A/N: Hey! So this is my first fanfiction for Sherlock! I'd love to hear what you think of it, and I hope you enjoy! This is in Sherlock's POV, and I hope I did him justice.
Totally wrote this while avoiding to stud for finals. Oops. Oh well.
Stagnant Thought
Never felt pain. Sensory nerves are pointless, therefore I delete them. They are a terrible disadvantage. It's a point of view that I see no onward. However, John does. See it in his eyes. The bruise-coloured bags that hang from under them while gripping loosely to the skin. He's terrified by the quandary of caring, yet choses to do so anyway. Caring to me is negated. So I find it odd that I am being trapped in abyss of this nonsense. For I care for John, as some would say.
Now it had come to my attention that relationships vary depending on the person and the contact with whom they are accused of having the mutual bond with. That is what a relationship is, isn't it? A mutual bond? The similarities between the eclectic and the cordial? Certainly you can deduce who is whom. I have corroborated this emotion for which I had no control over, no matter how much I contended it. Never will I understand this particular turn of events, but I can comprehend that this is a conviction to which I will have to learn to accept. John Watson is my friend.
Accepting a friendship of any kind is the equivalent to shaking hands with the devil. The apprehension it procures is abject in itself. It's quite odious, isn't it? Caring is not an advantage, as Mycroft once said. Although he can be quite stolid at times (most times), he is correct about this.
So when the death eater rips through my blogger's skin, I feel it penetrating my own, as if we shared the bullet. His expression turned my own in the opposite way. My lurid response traveled throughout my body, and for the first time, my mind stopped working. I was frozen, so to speak. My insides screamed at me to move, yet I could not, no matter how much I reasoned that logically, I indeed could.

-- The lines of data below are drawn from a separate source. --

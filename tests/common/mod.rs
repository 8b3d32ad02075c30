#![allow(dead_code)]

use movie_summary::{PollConfig, SummaryClient};
use serde_json::{json, Value};
use std::io;
use std::sync::atomic::{AtomicUsize, Ordering};
use std::sync::{Arc, Mutex};
use std::time::Duration;
use tracing::subscriber::DefaultGuard;
use wiremock::matchers::{method, path};
use wiremock::{Mock, MockServer, Request, ResponseTemplate};

/// Answers the session-starting request with `start` and status requests
/// with `polls`, one per call. The last poll response repeats once the list
/// runs out.
pub struct SessionResponder {
    start: ResponseTemplate,
    polls: Vec<ResponseTemplate>,
    poll_calls: AtomicUsize,
}

impl SessionResponder {
    pub fn new(start: ResponseTemplate, polls: Vec<ResponseTemplate>) -> Self {
        Self {
            start,
            polls,
            poll_calls: AtomicUsize::new(0),
        }
    }
}

impl wiremock::Respond for SessionResponder {
    fn respond(&self, request: &Request) -> ResponseTemplate {
        if !is_poll(request) {
            return self.start.clone();
        }
        let call = self.poll_calls.fetch_add(1, Ordering::SeqCst);
        self.polls
            .get(call)
            .or(self.polls.last())
            .cloned()
            .unwrap_or_else(|| ResponseTemplate::new(500))
    }
}

fn is_poll(request: &Request) -> bool {
    let body: Value = serde_json::from_slice(&request.body).unwrap_or_default();
    !body["extraOpts"]["sessionId"].is_null()
}

pub fn session(session_id: &str, status: &str, chapters: Value) -> ResponseTemplate {
    ResponseTemplate::new(200).set_body_json(json!({
        "sessionId": session_id,
        "status": status,
        "chapters": chapters
    }))
}

pub async fn mount_session(server: &MockServer, responder: SessionResponder) {
    Mock::given(method("POST"))
        .and(path("/generation"))
        .respond_with(responder)
        .mount(server)
        .await;
}

/// Number of status requests (those carrying a session id) the server saw.
pub async fn poll_requests(server: &MockServer) -> usize {
    server
        .received_requests()
        .await
        .unwrap_or_default()
        .iter()
        .filter(|request| is_poll(request))
        .count()
}

pub fn client(server: &MockServer) -> SummaryClient {
    SummaryClient::new_with_url(Some("test_api_key".to_string()), &server.uri()).unwrap()
}

pub fn fast_poll(max_attempts: u32, grace_rounds: u32) -> PollConfig {
    PollConfig {
        max_attempts,
        interval: Duration::from_millis(10),
        grace_rounds,
    }
}

/// Log lines written by a subscriber installed with [`capture_logs`].
#[derive(Clone, Default)]
pub struct LogBuffer(Arc<Mutex<Vec<u8>>>);

impl LogBuffer {
    pub fn contents(&self) -> String {
        String::from_utf8_lossy(&self.0.lock().unwrap()).into_owned()
    }
}

impl io::Write for LogBuffer {
    fn write(&mut self, buf: &[u8]) -> io::Result<usize> {
        self.0.lock().unwrap().extend_from_slice(buf);
        Ok(buf.len())
    }

    fn flush(&mut self) -> io::Result<()> {
        Ok(())
    }
}

/// Routes tracing output on the current thread into a [`LogBuffer`] until the
/// guard is dropped. Works with the single-threaded `#[tokio::test]` runtime.
pub fn capture_logs() -> (LogBuffer, DefaultGuard) {
    let buffer = LogBuffer::default();
    let writer = buffer.clone();
    let subscriber = tracing_subscriber::fmt()
        .with_writer(move || writer.clone())
        .with_ansi(false)
        .with_max_level(tracing::Level::DEBUG)
        .finish();
    let guard = tracing::subscriber::set_default(subscriber);
    (buffer, guard)
}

There's been so many times where I've neglected to examine blood as a physical property. Its shape and mask. How it moves languidly down and stings, even when it's not your own. Its colour the sign of evil, if there is such a thing. It's terribly ridiculous.
"John," I croak, hoping for a response even though I know I won't get one. That's obviouos.
Instead, I stare at his pale lifeless face. This isn't him. His blushing cheeks when I make a deduction. His smile I am so used to seeing: Gone.
People die every day. I shouldn't be affected. Loss is an utterly terrible word. It means losing something. But with John, I lose everything important. The rest is trivial.
So I sit here in the flat, violin in hand while he undergoes surgery. There's no point in waiting at the hospital, for I am not needed. I compose melodies of hope. Not because I believe in hope or love, but because John does. And I believe in him.
Because I'd be lost without my blogger.